YOUR INSTRUCTIONS - The answer should be an exact copy of the data.

INFORMATION -
//! Display and formatting for sweep command output.

use super::types::{SweepOutcome, SweepPlan};
use crate::snapshot::Snapshotter;
use std::path::PathBuf;

/// Print what a dry run found.
pub fn print_sweep_plan(plan: &SweepPlan, snapshotter: &Snapshotter, delete_venv: bool) {
    println!("Sweep plan:");
    println!();

    if plan.venvs.is_empty() {
        println!("No virtual environments found.");
        println!();
    } else {
        let action = if delete_venv {
            "freeze, then delete"
        } else {
            "freeze"
        };
        println!("Virtual environments ({}, {}):", plan.venvs.len(), action);
        for venv in &plan.venvs {
            println!(
                "  - {} -> {}",
                venv.display(),
                snapshotter.requirements_path(venv).display()
            );
        }
        println!();
    }

    print_section("__pycache__ directories to delete", &plan.pycache);
    print_section("node_modules directories to delete", &plan.node_modules);
}

fn print_section(title: &str, paths: &[PathBuf]) {
    if paths.is_empty() {
        return;
    }
    println!("{} ({}):", title, paths.len());
    for path in paths {
        println!("  - {}", path.display());
    }
    println!();
}

/// Print the end-of-run summary.
pub fn print_summary(outcome: &SweepOutcome) {
    println!();
    println!("Sweep complete:");
    println!("  Requirements frozen: {}", outcome.snapshots.len());
    println!("  Removed: {} directory(s)", outcome.removed.len());
    if !outcome.skipped.is_empty() {
        println!("  Skipped: {} directory(s)", outcome.skipped.len());
        for target in &outcome.skipped {
            println!("    - {} ({})", target.path.display(), target.category);
        }
    }
    if !outcome.already_gone.is_empty() {
        println!("  Already gone: {} directory(s)", outcome.already_gone.len());
    }
}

ANSWER AREA -
//! Display and formatting for sweep command output.

use super::types::{SweepOutcome, SweepPlan};
use crate::snapshot::Snapshotter;
use std::path::PathBuf;

/// Print what a dry run found.
pub fn print_sweep_plan(plan: &SweepPlan, snapshotter: &Snapshotter, delete_venv: bool) {
    println!("Sweep plan:");
    println!();

    if plan.venvs.is_empty() {
        println!("No virtual environments found.");
        println!();
    } else {
        let action = if delete_venv {
            "freeze, then delete"
        } else {
            "freeze"
        };
        println!("Virtual environments ({}, {}):", plan.venvs.len(), action);
        for venv in &plan.venvs {
            println!(
                "  - {} -> {}",
                venv.display(),
                snapshotter.requirements_path(venv).display()
            );
        }
        println!();
    }

    print_section("__pycache__ directories to delete", &plan.pycache);
    print_section("node_modules directories to delete", &plan.node_modules);
}

fn print_section(title: &str, paths: &[PathBuf]) {
    if paths.is_empty() {
        return;
    }
    println!("{} ({}):", title, paths.len());
    for path in paths {
        println!("  - {}", path.display());
    }
    println!();
}

/// Print the end-of-run summary.
pub fn print_summary(outcome: &SweepOutcome) {
    println!();
    println!("Sweep complete:");
    println!("  Requirements frozen: {}", outcome.snapshots.len());
    println!("  Removed: {} directory(s)", outcome.removed.len());
    if !outcome.skipped.is_empty() {
        println!("  Skipped: {} directory(s)", outcome.skipped.len());
        for target in &outcome.skipped {
            println!("    - {} ({})", target.path.display(), target.category);
        }
    }
    if !outcome.already_gone.is_empty() {
        println!("  Already gone: {} directory(s)", outcome.already_gone.len());
    }
}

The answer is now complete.